The protests drew the attention of mayor John Lindsay and mayoral candidate Mario Procaccino, who both put forth competing plans to address sanitation issues in New York City. Lindsay also sent his Puerto Rican aide to meet with the Young Lords several times. However, the Young Lords refused to meet with him. Eventually, the Department of Sanitation began initiating systemic reforms within the Department of Sanitation, including improved collection schedules, the introduction of plastic garbage bags, and alternate-side parking, significantly increasing collection efficiency. However, academic Darrel Wanzer-Serrano notes that while sanitation improvements were initially reported, the Young Lords and contemporary observers noted a return to irregular garbage collection soon after. The Garbage Offensive protests concluded on September 2, with members of the organization agreeing to shift away from street activism and towards community service programs.

==Legacy==
===Commemoration===

Photographer Hiram Maristany took numerous photographs of the Garbage Offensive demonstrations. According to Maristany:
I knew if I don't take these images, we're going to leave it to someone who doesn't know the first goddamn thing about us, and they're going to define everything there is to know about us.

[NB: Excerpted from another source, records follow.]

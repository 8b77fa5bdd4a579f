//! Dungeon content resolution and shiny-completion tracking for game
//! automation.
//!
//! The crate keeps a strict separation:
//!
//! - **[`core`]**: Pure, deterministic logic (dungeon lookup, encounter
//!   classification, catchable sets, shiny progress). No I/O, fully testable
//!   against a fake host.
//! - **[`host`]**: The read-only collaborator traits the game exposes.
//! - **[`io`]**: Side-effecting adapters (config, host snapshots, label sinks).
//!
//! Orchestration modules ([`tracker`], [`controller`], [`looping`]) coordinate
//! core logic with the host to implement the CLI commands.

pub mod controller;
pub mod core;
pub mod exit_codes;
pub mod host;
pub mod io;
pub mod logging;
pub mod looping;
#[cfg(any(test, feature = "test-support"))]
pub mod test_support;
pub mod tracker;
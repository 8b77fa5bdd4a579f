//! Deterministic classification of dungeon encounter records.
//!
//! This is the only place encounter edge cases are decided. Everything
//! downstream trusts these verdicts without re-checking record flags.

use tracing::debug;

use crate::core::types::{
    EncounterList, EncounterRecord, Exclusion, RequirementRef, RosterMember, ShadowStatus, Verdict,
};

/// Classify a single record on its own.
///
/// Rules, in priority order:
/// - trainers are never directly catchable;
/// - plain encounters flagged hidden, shadow-trainer-only or mimic are excluded;
/// - a requirement that does not report itself completed excludes the record;
/// - anything else yields its name.
pub fn classify(record: &EncounterRecord) -> Verdict<'_> {
    match record {
        EncounterRecord::Trainer(_) => Verdict::NotCatchable(Exclusion::Trainer),
        EncounterRecord::Pokemon(pokemon) => {
            if pokemon.hidden {
                Verdict::NotCatchable(Exclusion::Hidden)
            } else if pokemon.shadow_trainer_only {
                Verdict::NotCatchable(Exclusion::ShadowTrainerOnly)
            } else if pokemon.mimic {
                Verdict::NotCatchable(Exclusion::Mimic)
            } else if !requirement_met(pokemon.requirement.as_ref()) {
                Verdict::NotCatchable(Exclusion::RequirementLocked)
            } else {
                Verdict::Catchable(&pokemon.name)
            }
        }
        EncounterRecord::BossPokemon(boss) => {
            if requirement_met(boss.requirement.as_ref()) {
                Verdict::Catchable(&boss.name)
            } else {
                Verdict::NotCatchable(Exclusion::RequirementLocked)
            }
        }
    }
}

/// A trainer's roster member is catchable only in shadow form.
pub fn classify_roster_member(member: &RosterMember) -> Verdict<'_> {
    match member.shadow {
        ShadowStatus::Shadow => Verdict::Catchable(&member.name),
        ShadowStatus::None | ShadowStatus::Purified => Verdict::NotCatchable(Exclusion::NotShadow),
    }
}

/// Every catchable name a record contributes when read from `list`.
///
/// Trainers in the boss list contribute their shadow roster members (once the
/// trainer's own requirement, if any, is completed). Trainers in the normal
/// list contribute nothing.
pub fn catchable_names(record: &EncounterRecord, list: EncounterList) -> Vec<&str> {
    match (record, list) {
        (EncounterRecord::Trainer(trainer), EncounterList::Boss) => {
            if !requirement_met(trainer.requirement.as_ref()) {
                debug!(trainer = ?trainer.name, "skipping locked trainer roster");
                return Vec::new();
            }
            trainer
                .team
                .iter()
                .filter_map(|member| verdict_name(classify_roster_member(member), &member.name))
                .collect()
        }
        _ => {
            let verdict = classify(record);
            verdict_name(verdict, record_label(record)).into_iter().collect()
        }
    }
}

fn requirement_met(requirement: Option<&RequirementRef>) -> bool {
    let Some(requirement) = requirement else {
        return true;
    };
    let completed = requirement.is_completed();
    if !completed {
        debug!(
            requirement = requirement.description().unwrap_or("<unnamed>"),
            "requirement not completed"
        );
    }
    completed
}

fn verdict_name<'a>(verdict: Verdict<'a>, label: &str) -> Option<&'a str> {
    match verdict {
        Verdict::Catchable(name) => Some(name),
        Verdict::NotCatchable(reason) => {
            debug!(record = label, ?reason, "encounter not catchable");
            None
        }
    }
}

fn record_label(record: &EncounterRecord) -> &str {
    match record {
        EncounterRecord::Pokemon(pokemon) => &pokemon.name,
        EncounterRecord::BossPokemon(boss) => &boss.name,
        EncounterRecord::Trainer(trainer) => trainer.name.as_deref().unwrap_or("<trainer>"),
    }
}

Maristany's photographs of the demonstrations were featured in an exhibition entitled Mapping Resistance: The Young Lords in El Barrio, curated by artist Miguel Luciano and displayed across multiple East Harlem locations in 2019.

===Historiography===
Historian Johanna Fernández argues that the Garbage Offensive was a pivotal event for the Young Lords, allowing them to transcend typical community organizing by linking "daily problems of city life" to systemic issues, including those of "capitalism and colonial rule". According to Fernández, the Garbage Offensive benefited a broad spectrum of New Yorkers, and the Young Lords' struggle for dignity and recognition helped empower people of Puerto Rican descent. Building on Fernández's work, historian Erik Wallenberg argues that the Garbage Offensive was an example of "environmental justice organizing", revealing the racist neglect of sanitation services in East Harlem and "linking social and environmental struggles".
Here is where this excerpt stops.